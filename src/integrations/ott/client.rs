// src/integrations/ott/client.rs
//
// OTT Details API Integration (RapidAPI advanced search)
//
// ARCHITECTURE:
// - Blocking HTTP client, one request per ingestion run
// - Returns the raw movie objects so passthrough fields survive caching
// - Every transport or shape problem is an Upstream error
//
// CRITICAL RULES:
// - This is INFRASTRUCTURE, not DOMAIN
// - Never touches the document store

use log::debug;
use reqwest::blocking::Client;
use serde_json::Value;
use std::time::Duration;

use crate::config::ApiConfig;
use crate::domain::SearchQuery;
use crate::error::{AppError, AppResult};

const API_KEY_HEADER: &str = "X-RapidAPI-Key";
const API_HOST_HEADER: &str = "X-RapidAPI-Host";

/// Source of movie search results
#[cfg_attr(test, mockall::automock)]
pub trait MovieSearchApi: Send + Sync {
    /// Run one advanced search and return the `results` entries verbatim
    fn advanced_search(&self, query: &SearchQuery) -> AppResult<Vec<Value>>;
}

/// OTT Details API Client
pub struct OttDetailsClient {
    endpoint: String,
    api_key: String,
    api_host: String,
    http_client: Client,
}

impl OttDetailsClient {
    pub fn new(config: &ApiConfig) -> AppResult<Self> {
        // No request timeout: a run either completes or fails on the transport
        let http_client = Client::builder()
            .timeout(None::<Duration>)
            .build()
            .map_err(|e| AppError::Upstream(format!("Failed to create HTTP client: {}", e)))?;

        Ok(Self {
            endpoint: config.endpoint.clone(),
            api_key: config.api_key.clone(),
            api_host: config.api_host.clone(),
            http_client,
        })
    }
}

impl MovieSearchApi for OttDetailsClient {
    fn advanced_search(&self, query: &SearchQuery) -> AppResult<Vec<Value>> {
        debug!("GET {} {:?}", self.endpoint, query);

        let response = self
            .http_client
            .get(&self.endpoint)
            .header(API_KEY_HEADER, &self.api_key)
            .header(API_HOST_HEADER, &self.api_host)
            .query(&query.to_query_pairs())
            .send()
            .map_err(|e| AppError::Upstream(format!("Search request failed: {}", e)))?;

        if !response.status().is_success() {
            return Err(AppError::Upstream(format!(
                "Search API returned status: {}",
                response.status()
            )));
        }

        let body: Value = response
            .json()
            .map_err(|e| AppError::Upstream(format!("Failed to parse search response: {}", e)))?;

        extract_results(body)
    }
}

/// Pull the `results` array out of a search response body
pub fn extract_results(body: Value) -> AppResult<Vec<Value>> {
    let Value::Object(mut fields) = body else {
        return Err(AppError::Upstream(
            "Search response is not a JSON object".to_string(),
        ));
    };

    let results = match fields.remove("results") {
        Some(Value::Array(results)) => results,
        Some(other) => {
            return Err(AppError::Upstream(format!(
                "Search response 'results' is not an array: {}",
                other
            )))
        }
        None => {
            return Err(AppError::Upstream(
                "Search response has no 'results' field".to_string(),
            ))
        }
    };

    if let Some(position) = results.iter().position(|r| !r.is_object()) {
        return Err(AppError::Upstream(format!(
            "Search result {} is not a JSON object",
            position
        )));
    }

    Ok(results)
}
// src/error/types.rs
use crate::domain::DomainError;
use thiserror::Error;

#[derive(Debug, Error)]
pub enum AppError {
    #[error("Upstream error: {0}")]
    Upstream(String),

    #[error("Store error: {0}")]
    Store(#[from] StoreError),

    #[error("Empty dataset: {0}")]
    EmptyDataset(String),

    #[error("Domain error: {0}")]
    Domain(#[from] DomainError),

    #[error("Serialization error: {0}")]
    Serialization(#[from] serde_json::Error),

    #[error("Configuration error: {0}")]
    Config(String),

    #[error("IO error: {0}")]
    Io(#[from] std::io::Error),

    #[error("Render error: {0}")]
    Render(String),
}

/// Failures talking to the document store, whichever backend is in use
#[derive(Debug, Error)]
pub enum StoreError {
    #[error("SQLite: {0}")]
    Sqlite(#[from] rusqlite::Error),

    #[error("Redis: {0}")]
    Redis(#[from] redis::RedisError),

    #[error("Pool: {0}")]
    Pool(String),

    #[error("Invalid JSON path '{0}'")]
    InvalidPath(String),
}

impl From<rusqlite::Error> for AppError {
    fn from(err: rusqlite::Error) -> Self {
        AppError::Store(StoreError::Sqlite(err))
    }
}

impl From<redis::RedisError> for AppError {
    fn from(err: redis::RedisError) -> Self {
        AppError::Store(StoreError::Redis(err))
    }
}

impl From<r2d2::Error> for AppError {
    fn from(err: r2d2::Error) -> Self {
        AppError::Store(StoreError::Pool(err.to_string()))
    }
}

impl From<reqwest::Error> for AppError {
    fn from(err: reqwest::Error) -> Self {
        AppError::Upstream(err.to_string())
    }
}

pub type AppResult<T> = Result<T, AppError>;

#[cfg(test)]
mod tests {
    use super::*;

    #[test]
    fn test_sqlite_error_is_store_error() {
        let err: AppError = rusqlite::Error::QueryReturnedNoRows.into();
        assert!(matches!(err, AppError::Store(StoreError::Sqlite(_))));
    }

    #[test]
    fn test_empty_dataset_message() {
        let err = AppError::EmptyDataset("no records under 'data:movies:'".to_string());
        assert_eq!(
            err.to_string(),
            "Empty dataset: no records under 'data:movies:'"
        );
    }
}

_ _ _ _ _

**Exercise directions**
Would you copy every line of the entries that includes the word "reqwest"?

**Answer to this exercise**
use reqwest::blocking::Client;
impl From<reqwest::Error> for AppError {
    fn from(err: reqwest::Error) -> Self {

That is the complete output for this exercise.